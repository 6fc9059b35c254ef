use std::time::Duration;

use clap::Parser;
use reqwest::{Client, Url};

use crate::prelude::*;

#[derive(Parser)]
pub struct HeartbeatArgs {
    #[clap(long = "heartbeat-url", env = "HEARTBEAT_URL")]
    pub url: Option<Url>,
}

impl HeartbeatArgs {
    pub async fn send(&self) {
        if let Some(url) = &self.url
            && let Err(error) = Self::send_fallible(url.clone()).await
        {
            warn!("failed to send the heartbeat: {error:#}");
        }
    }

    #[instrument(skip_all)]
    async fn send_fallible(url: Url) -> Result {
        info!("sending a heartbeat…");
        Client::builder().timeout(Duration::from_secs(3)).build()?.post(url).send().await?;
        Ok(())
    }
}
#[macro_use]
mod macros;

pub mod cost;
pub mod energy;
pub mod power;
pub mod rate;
━━━━━━━━
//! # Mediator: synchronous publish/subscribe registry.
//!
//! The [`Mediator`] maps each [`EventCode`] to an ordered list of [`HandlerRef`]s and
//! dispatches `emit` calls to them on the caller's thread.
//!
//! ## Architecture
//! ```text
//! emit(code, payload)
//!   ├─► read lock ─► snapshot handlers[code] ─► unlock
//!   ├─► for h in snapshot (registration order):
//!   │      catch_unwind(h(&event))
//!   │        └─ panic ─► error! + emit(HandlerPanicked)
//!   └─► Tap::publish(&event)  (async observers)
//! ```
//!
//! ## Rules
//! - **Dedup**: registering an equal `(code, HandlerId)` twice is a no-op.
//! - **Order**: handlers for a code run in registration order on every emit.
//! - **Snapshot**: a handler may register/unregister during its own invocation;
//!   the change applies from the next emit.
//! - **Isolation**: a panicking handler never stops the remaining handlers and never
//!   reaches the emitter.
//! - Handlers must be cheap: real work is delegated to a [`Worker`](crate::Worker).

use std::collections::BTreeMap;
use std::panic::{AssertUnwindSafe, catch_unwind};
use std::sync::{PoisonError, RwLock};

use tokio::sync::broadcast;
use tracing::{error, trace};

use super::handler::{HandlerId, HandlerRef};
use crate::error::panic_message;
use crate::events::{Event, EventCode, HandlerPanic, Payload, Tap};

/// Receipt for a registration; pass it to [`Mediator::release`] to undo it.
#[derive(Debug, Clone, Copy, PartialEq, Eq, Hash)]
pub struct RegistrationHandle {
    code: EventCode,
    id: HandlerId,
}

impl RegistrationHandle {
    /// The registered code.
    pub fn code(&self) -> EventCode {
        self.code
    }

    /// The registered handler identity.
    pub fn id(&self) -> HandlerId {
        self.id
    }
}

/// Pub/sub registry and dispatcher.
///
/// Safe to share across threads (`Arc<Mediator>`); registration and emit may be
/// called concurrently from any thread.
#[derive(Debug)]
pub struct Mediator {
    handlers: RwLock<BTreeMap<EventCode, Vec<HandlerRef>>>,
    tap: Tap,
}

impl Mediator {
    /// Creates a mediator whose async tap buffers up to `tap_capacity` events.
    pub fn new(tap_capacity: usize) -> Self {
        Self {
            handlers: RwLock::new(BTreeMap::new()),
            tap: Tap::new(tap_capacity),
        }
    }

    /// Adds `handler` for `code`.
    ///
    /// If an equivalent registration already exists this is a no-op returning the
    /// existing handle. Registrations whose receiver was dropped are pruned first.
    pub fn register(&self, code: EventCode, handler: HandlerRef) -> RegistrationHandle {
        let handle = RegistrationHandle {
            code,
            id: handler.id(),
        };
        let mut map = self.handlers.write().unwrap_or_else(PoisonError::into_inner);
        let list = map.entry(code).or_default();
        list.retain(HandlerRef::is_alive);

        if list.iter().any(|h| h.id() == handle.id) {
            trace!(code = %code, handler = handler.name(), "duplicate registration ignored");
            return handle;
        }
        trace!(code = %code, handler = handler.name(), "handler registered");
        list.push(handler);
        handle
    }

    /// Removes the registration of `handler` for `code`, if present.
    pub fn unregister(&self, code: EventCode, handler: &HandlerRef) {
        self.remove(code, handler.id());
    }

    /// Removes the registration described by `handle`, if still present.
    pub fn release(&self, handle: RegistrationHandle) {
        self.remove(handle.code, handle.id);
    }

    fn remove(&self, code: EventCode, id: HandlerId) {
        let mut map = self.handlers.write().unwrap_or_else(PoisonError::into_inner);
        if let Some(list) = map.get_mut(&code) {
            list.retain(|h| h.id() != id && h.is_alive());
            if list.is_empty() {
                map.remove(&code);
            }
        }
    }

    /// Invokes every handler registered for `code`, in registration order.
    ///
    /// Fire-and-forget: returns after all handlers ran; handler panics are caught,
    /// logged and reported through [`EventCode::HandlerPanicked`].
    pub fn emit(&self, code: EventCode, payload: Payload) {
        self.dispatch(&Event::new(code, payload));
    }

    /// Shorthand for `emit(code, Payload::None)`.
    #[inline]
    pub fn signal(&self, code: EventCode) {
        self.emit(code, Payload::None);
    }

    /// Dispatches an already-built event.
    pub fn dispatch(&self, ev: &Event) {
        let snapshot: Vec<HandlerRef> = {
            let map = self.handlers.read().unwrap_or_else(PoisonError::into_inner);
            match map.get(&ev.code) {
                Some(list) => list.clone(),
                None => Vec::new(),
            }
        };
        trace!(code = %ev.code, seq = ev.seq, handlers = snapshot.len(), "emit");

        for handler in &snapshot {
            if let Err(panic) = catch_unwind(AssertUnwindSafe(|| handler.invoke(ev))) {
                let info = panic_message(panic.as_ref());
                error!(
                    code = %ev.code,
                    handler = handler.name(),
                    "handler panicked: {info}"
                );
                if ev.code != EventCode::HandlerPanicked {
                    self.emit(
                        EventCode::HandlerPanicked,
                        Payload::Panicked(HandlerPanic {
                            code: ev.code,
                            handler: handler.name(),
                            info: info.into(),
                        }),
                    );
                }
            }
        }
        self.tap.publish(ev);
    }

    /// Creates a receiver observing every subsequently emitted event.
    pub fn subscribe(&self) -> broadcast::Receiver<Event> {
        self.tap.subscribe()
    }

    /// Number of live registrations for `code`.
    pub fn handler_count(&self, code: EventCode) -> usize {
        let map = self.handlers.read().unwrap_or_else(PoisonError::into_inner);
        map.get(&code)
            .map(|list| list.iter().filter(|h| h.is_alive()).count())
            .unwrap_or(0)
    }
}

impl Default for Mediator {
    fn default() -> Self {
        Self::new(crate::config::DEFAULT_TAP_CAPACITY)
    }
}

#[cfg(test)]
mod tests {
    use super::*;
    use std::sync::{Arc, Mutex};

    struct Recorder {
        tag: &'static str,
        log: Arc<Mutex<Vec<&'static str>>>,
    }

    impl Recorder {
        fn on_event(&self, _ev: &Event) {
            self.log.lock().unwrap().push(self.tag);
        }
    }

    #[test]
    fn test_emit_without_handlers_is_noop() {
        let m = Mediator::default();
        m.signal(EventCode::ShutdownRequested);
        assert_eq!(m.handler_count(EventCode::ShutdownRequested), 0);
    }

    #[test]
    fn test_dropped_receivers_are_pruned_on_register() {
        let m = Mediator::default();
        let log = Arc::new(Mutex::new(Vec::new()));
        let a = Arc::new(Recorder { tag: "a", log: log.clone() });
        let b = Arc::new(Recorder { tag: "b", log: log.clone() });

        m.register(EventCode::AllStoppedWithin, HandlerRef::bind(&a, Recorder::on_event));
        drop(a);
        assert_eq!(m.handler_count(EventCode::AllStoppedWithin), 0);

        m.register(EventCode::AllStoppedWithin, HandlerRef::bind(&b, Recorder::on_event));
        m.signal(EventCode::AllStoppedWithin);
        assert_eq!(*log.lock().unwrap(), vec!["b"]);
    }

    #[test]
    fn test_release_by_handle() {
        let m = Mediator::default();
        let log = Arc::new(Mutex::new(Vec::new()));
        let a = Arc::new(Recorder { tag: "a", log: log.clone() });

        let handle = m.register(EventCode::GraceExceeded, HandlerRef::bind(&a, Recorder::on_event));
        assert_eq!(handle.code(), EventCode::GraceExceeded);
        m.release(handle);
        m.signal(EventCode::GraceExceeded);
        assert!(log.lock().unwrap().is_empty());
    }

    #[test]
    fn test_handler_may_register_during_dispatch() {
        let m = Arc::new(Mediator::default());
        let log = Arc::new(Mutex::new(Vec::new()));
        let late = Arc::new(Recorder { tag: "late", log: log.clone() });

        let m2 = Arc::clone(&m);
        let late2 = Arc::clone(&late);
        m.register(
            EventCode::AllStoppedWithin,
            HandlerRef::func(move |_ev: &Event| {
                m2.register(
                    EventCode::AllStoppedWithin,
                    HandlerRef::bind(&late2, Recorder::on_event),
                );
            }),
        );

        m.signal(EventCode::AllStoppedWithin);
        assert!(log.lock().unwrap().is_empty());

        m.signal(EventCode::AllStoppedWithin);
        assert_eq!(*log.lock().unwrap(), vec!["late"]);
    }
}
━━━━━━━━
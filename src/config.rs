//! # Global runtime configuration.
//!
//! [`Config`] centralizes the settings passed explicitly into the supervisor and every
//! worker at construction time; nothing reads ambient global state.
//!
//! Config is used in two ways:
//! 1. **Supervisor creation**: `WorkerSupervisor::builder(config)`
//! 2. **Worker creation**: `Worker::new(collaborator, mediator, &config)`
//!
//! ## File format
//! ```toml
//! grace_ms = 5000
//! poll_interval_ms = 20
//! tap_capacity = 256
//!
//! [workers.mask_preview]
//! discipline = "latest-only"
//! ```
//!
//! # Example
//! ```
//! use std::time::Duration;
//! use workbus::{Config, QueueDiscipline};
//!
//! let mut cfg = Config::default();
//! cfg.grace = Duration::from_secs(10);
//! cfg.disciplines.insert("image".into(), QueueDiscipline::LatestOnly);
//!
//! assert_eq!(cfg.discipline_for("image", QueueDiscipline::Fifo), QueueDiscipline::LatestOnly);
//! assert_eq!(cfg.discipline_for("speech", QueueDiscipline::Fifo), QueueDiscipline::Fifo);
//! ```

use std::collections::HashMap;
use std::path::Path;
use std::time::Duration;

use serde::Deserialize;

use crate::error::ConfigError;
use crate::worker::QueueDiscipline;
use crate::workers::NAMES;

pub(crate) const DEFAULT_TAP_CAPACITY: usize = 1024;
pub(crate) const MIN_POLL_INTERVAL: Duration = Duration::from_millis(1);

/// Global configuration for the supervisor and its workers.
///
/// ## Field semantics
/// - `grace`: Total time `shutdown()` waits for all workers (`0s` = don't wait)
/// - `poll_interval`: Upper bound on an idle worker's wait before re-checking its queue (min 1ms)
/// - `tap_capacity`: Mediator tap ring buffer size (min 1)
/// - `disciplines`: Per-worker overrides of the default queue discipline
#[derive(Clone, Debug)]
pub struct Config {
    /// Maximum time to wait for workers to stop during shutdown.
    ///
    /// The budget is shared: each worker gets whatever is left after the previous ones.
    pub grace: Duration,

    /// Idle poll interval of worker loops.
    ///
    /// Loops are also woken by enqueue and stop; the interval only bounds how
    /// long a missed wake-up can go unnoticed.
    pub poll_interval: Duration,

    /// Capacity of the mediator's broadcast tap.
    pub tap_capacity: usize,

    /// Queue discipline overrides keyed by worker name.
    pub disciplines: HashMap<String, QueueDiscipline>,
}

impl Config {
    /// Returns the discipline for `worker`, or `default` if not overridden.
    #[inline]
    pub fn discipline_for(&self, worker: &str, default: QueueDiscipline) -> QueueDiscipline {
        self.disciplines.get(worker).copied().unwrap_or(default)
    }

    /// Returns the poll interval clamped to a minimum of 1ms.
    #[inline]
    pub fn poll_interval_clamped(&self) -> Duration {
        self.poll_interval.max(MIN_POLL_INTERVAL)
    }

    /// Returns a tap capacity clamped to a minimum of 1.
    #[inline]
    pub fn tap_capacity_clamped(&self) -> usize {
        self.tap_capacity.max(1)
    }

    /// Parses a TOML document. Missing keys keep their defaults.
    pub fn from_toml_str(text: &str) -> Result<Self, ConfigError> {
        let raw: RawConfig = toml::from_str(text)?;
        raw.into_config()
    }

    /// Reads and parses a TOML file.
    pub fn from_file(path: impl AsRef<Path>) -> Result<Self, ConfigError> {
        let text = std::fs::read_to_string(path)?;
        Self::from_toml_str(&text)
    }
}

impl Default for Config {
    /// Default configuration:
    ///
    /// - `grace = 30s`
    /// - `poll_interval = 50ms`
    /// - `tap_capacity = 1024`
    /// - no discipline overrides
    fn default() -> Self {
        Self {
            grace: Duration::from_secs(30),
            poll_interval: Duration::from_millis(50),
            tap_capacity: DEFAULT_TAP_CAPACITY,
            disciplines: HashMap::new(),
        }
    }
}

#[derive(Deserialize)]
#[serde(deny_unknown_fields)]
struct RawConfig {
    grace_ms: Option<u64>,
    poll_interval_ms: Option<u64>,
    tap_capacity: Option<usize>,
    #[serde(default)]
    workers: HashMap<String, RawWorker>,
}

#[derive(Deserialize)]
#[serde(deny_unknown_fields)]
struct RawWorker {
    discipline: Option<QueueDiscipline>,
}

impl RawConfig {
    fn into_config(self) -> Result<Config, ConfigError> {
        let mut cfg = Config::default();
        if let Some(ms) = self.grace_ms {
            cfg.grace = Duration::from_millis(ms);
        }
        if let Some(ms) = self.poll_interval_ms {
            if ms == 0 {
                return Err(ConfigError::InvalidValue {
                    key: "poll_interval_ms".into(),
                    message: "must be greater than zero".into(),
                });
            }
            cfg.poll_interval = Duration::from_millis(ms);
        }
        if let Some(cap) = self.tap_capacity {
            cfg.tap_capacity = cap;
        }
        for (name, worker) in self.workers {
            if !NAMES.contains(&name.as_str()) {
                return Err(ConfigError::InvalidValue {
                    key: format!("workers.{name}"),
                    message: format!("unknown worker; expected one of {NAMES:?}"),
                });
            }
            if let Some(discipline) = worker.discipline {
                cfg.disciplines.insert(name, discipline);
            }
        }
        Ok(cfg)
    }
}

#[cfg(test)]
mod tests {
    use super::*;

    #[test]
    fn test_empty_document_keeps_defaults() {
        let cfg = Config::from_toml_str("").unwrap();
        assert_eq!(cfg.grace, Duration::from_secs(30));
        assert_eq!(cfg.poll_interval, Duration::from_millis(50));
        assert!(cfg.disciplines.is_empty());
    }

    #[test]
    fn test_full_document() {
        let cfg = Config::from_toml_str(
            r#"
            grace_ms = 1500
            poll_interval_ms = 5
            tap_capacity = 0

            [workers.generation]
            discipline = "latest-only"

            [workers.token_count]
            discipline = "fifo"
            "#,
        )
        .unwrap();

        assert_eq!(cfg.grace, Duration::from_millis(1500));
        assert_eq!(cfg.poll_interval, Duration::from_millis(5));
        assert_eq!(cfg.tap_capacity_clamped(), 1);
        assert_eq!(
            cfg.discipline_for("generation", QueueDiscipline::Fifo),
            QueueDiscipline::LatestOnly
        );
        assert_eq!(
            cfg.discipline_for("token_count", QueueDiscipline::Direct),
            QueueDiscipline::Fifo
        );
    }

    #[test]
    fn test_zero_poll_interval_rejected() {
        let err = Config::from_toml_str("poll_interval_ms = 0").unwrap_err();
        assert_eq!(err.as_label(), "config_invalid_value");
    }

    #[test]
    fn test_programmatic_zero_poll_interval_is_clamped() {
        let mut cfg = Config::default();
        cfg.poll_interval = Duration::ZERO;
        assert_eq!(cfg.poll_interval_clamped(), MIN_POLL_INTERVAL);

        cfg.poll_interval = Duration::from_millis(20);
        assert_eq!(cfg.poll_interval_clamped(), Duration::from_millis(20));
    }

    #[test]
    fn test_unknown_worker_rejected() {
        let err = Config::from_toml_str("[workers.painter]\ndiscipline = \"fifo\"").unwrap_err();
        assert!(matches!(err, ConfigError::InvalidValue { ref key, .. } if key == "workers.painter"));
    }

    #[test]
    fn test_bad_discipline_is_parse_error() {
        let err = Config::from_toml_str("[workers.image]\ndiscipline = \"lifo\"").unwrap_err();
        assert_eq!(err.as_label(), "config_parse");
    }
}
━━━━━━━━
= Exercise goal =
State how many lines of the listing above include the word "already". Give nothing but the number.

= Reply to the task =
2